18. All the cervids must be identified with an official unique individual (HofA or ATQ) ear tag, or tattoo and must also have a large readable bangle ear tag that allows the bangle numbers to be checked without offloading the animals. during inspection. The bangle tag numbers and corresponding official tag or tattoo numbers must be recorded on the official health certificate.
19. The completed and signed health certificate will be submitted to a CFIA veterinary inspector to review and, if all requirements are met, endorse. Any incomplete export certificates will be returned to the accredited veterinarian for completion. A fee is charged for CFIA endorsement. Endorsed certificates are returned to the accredited veterinarian. The health certificate is valid for 30 days from the date of examination.
20. The original and two copies of the official Canadian health certificate must be issued for each vehicle in a shipment.
Inspections at U.S. Ports of Entry
21. The animals must be presented by appointment at the U.S. port of entry. The port veterinarian will conduct a visual health examination of the cervids and verify individual identification and the information on the official health certificate.
22. Refer to Section 5.1 for the list of land ports of entry designated as having the necessary inspection facilities for the entry of animals from Canada. Although the list was provided by the USDA, it is the exporters' responsibility to present their animals to a U.S. port of entry that has the facilities required for the unloading and inspection of such animals.

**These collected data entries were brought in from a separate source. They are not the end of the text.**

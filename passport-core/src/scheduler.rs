//! Delayed events on a logical clock.
//!
//! Every event belongs to a [`ViewToken`]. When a view closes, its pending
//! events are cancelled so nothing fires into a discarded session.
use std::time::Duration;

/// Identifies one open view (a discovery card, the ritual, the banner).
#[derive(Debug, Clone, Copy, PartialEq, Eq, Hash, PartialOrd, Ord)]
pub struct ViewToken(u64);

impl ViewToken {
    #[must_use]
    pub const fn raw(self) -> u64 {
        self.0
    }
}

#[derive(Debug, Clone, Copy, PartialEq, Eq, Hash)]
pub struct TimerHandle(u64);

#[derive(Debug, Clone, PartialEq, Eq)]
pub struct Fired<E> {
    pub owner: ViewToken,
    pub at: Duration,
    pub event: E,
}

#[derive(Debug, Clone)]
struct Pending<E> {
    id: u64,
    owner: ViewToken,
    due: Duration,
    event: E,
}

#[derive(Debug, Clone)]
pub struct Scheduler<E> {
    now: Duration,
    next_id: u64,
    next_token: u64,
    pending: Vec<Pending<E>>,
}

impl<E> Default for Scheduler<E> {
    fn default() -> Self {
        Self::new()
    }
}

impl<E> Scheduler<E> {
    #[must_use]
    pub const fn new() -> Self {
        Self {
            now: Duration::ZERO,
            next_id: 0,
            next_token: 0,
            pending: Vec::new(),
        }
    }

    #[must_use]
    pub const fn now(&self) -> Duration {
        self.now
    }

    pub fn issue_token(&mut self) -> ViewToken {
        self.next_token += 1;
        ViewToken(self.next_token)
    }

    pub fn schedule(&mut self, owner: ViewToken, delay: Duration, event: E) -> TimerHandle {
        self.next_id += 1;
        let id = self.next_id;
        self.pending.push(Pending {
            id,
            owner,
            due: self.now + delay,
            event,
        });
        TimerHandle(id)
    }

    pub fn cancel(&mut self, handle: TimerHandle) -> bool {
        let before = self.pending.len();
        self.pending.retain(|p| p.id != handle.0);
        before != self.pending.len()
    }

    /// Drop every pending event owned by `owner`; returns how many were dropped.
    pub fn cancel_owner(&mut self, owner: ViewToken) -> usize {
        let before = self.pending.len();
        self.pending.retain(|p| p.owner != owner);
        before - self.pending.len()
    }

    #[must_use]
    pub fn has_pending(&self, owner: ViewToken) -> bool {
        self.pending.iter().any(|p| p.owner == owner)
    }

    #[must_use]
    pub fn pending_len(&self) -> usize {
        self.pending.len()
    }

    /// Remove and return the earliest event due at or before `deadline`,
    /// moving the clock to its due time. Ties fire in scheduling order.
    pub fn pop_due(&mut self, deadline: Duration) -> Option<Fired<E>> {
        let index = self
            .pending
            .iter()
            .enumerate()
            .filter(|(_, p)| p.due <= deadline)
            .min_by_key(|(_, p)| (p.due, p.id))
            .map(|(i, _)| i)?;
        let pending = self.pending.remove(index);
        self.now = self.now.max(pending.due);
        Some(Fired {
            owner: pending.owner,
            at: pending.due,
            event: pending.event,
        })
    }

    /// Move the clock forward without firing anything.
    pub fn settle(&mut self, deadline: Duration) {
        self.now = self.now.max(deadline);
    }

    /// Fire everything due within `elapsed`, in order.
    pub fn advance(&mut self, elapsed: Duration) -> Vec<Fired<E>> {
        let deadline = self.now + elapsed;
        let mut fired = Vec::new();
        while let Some(event) = self.pop_due(deadline) {
            fired.push(event);
        }
        self.settle(deadline);
        fired
    }
}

Export of Cervids for Immediate Slaughter
23. Captive cervidae may be exported for immediate slaughter at USDA approved slaughter establishments without a health certificate. The USDA publishes a list of approved plants - PDF (65.3 kb) on its Website.
5.7 A Export to the U.S. – Certification Requirements of Research Cervids to the U.S.
24. The export certificate HA2973 Export of Research Cervids to the United States must be used. As permit conditions are subject to change from time to time, it is important to first confirm that the export certificate meets all the requirements listed in the permit. In case of discrepancy, please contact your district office as soon as possible.
25. Most inspection and certification procedures described in the section above related to Farmed Cervids are applicable to the certification of Research Cervids except for the following:
- The species must be recorded on the health certificate.
- An import permit is required and the number must be recorded on the health certificate.
- Enrolment in a provincial Chronic Wasting Disease Voluntary Herd Certification Program is not a requirement for Research Cervids.
A copy of export health certificates HA1891 and HA2973 are available at the CFIA district office.